───── DATA PROVIDED

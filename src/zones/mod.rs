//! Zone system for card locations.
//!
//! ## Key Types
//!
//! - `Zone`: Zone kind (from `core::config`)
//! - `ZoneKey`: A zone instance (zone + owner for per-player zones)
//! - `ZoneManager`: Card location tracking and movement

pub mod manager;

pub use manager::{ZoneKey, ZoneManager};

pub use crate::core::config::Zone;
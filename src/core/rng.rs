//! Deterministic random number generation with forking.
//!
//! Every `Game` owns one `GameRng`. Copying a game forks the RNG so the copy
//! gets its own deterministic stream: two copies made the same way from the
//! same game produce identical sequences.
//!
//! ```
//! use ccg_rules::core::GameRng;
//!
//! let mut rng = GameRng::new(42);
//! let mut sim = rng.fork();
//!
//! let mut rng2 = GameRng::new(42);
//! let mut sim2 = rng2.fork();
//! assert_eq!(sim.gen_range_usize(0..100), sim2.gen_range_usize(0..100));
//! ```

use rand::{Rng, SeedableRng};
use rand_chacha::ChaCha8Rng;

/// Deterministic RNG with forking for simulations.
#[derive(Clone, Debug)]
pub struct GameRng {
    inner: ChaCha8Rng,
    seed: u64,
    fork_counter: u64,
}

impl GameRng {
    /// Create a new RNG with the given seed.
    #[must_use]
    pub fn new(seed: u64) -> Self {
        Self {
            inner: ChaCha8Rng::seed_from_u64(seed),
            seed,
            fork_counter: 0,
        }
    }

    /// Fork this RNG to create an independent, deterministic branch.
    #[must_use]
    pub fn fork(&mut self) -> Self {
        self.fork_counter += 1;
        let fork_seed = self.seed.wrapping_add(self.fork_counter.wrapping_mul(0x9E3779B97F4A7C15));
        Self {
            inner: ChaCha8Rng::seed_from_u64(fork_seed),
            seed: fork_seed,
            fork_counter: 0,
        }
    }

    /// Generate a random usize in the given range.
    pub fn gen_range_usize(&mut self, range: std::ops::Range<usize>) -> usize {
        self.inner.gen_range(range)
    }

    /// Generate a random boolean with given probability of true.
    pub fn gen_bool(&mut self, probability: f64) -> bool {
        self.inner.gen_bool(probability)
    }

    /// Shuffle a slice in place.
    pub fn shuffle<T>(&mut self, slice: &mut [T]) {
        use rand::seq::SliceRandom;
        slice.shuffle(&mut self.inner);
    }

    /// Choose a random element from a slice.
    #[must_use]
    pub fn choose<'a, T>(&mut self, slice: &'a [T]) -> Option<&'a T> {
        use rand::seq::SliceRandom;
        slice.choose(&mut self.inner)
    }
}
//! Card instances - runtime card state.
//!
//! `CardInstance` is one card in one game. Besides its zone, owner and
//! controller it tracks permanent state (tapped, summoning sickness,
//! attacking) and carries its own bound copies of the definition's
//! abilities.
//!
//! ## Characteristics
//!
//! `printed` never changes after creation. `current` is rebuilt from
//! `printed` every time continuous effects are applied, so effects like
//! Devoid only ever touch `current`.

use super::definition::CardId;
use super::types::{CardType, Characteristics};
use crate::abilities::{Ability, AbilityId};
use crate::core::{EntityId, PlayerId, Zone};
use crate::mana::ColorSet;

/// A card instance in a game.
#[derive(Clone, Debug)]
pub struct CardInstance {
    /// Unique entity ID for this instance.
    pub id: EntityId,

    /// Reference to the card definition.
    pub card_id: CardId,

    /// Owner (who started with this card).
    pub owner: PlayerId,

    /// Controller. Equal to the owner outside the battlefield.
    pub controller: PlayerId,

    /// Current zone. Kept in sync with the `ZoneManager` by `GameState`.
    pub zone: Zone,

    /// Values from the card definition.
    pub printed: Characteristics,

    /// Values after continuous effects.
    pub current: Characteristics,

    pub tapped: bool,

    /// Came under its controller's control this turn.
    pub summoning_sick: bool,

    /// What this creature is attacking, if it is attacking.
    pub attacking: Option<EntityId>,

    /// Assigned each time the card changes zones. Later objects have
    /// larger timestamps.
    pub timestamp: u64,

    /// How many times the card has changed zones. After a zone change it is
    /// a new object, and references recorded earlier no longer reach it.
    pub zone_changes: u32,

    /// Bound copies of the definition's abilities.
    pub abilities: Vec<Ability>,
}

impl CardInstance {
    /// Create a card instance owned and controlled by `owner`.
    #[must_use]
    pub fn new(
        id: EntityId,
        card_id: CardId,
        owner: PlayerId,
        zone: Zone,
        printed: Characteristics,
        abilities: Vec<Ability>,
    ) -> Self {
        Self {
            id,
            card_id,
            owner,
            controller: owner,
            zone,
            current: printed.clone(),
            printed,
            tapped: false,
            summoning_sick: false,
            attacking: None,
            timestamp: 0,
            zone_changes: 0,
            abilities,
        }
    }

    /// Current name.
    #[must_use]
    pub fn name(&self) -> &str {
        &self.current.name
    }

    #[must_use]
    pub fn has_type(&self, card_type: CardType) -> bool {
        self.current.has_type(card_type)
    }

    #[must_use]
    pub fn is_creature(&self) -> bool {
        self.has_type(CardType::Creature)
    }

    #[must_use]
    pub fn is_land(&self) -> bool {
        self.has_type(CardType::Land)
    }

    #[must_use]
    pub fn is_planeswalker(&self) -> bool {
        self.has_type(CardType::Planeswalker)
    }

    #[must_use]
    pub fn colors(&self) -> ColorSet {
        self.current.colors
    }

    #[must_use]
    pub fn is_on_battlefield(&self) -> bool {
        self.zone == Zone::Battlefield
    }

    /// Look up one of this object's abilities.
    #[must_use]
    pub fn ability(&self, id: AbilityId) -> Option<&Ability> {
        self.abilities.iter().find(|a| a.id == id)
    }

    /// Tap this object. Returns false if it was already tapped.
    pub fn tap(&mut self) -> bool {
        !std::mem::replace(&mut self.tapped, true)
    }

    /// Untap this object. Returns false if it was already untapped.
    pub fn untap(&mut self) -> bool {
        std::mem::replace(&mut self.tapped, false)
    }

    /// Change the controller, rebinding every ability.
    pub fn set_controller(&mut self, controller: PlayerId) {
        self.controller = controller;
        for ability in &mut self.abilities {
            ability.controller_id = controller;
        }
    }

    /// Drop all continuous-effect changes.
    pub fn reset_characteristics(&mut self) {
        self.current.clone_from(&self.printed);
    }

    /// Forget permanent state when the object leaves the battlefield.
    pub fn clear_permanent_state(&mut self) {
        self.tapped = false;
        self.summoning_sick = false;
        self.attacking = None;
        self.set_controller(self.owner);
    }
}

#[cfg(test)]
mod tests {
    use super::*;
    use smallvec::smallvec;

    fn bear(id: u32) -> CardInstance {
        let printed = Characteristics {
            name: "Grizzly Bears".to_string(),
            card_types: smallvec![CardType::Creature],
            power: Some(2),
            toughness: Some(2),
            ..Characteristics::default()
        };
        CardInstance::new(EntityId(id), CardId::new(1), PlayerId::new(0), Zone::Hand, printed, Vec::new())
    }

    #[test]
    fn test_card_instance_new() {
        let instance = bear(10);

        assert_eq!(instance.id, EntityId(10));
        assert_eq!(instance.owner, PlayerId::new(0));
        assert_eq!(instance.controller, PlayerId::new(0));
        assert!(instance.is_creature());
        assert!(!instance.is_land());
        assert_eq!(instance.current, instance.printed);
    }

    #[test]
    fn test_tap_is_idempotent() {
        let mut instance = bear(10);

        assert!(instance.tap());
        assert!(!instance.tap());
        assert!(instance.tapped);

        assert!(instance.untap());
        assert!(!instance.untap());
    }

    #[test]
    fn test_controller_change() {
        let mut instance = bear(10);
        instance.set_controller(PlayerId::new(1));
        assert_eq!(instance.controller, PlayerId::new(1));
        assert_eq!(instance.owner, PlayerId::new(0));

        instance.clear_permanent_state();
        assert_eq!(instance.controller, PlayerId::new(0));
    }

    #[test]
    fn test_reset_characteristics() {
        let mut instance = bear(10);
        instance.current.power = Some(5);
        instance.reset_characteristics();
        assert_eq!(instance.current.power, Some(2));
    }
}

──────────

BRIEF: Each line carrying the string "Some" should be copied out from the entries.

ANSWER AREA:
            power: Some(2),
            toughness: Some(2),
        instance.current.power = Some(5);
        assert_eq!(instance.current.power, Some(2));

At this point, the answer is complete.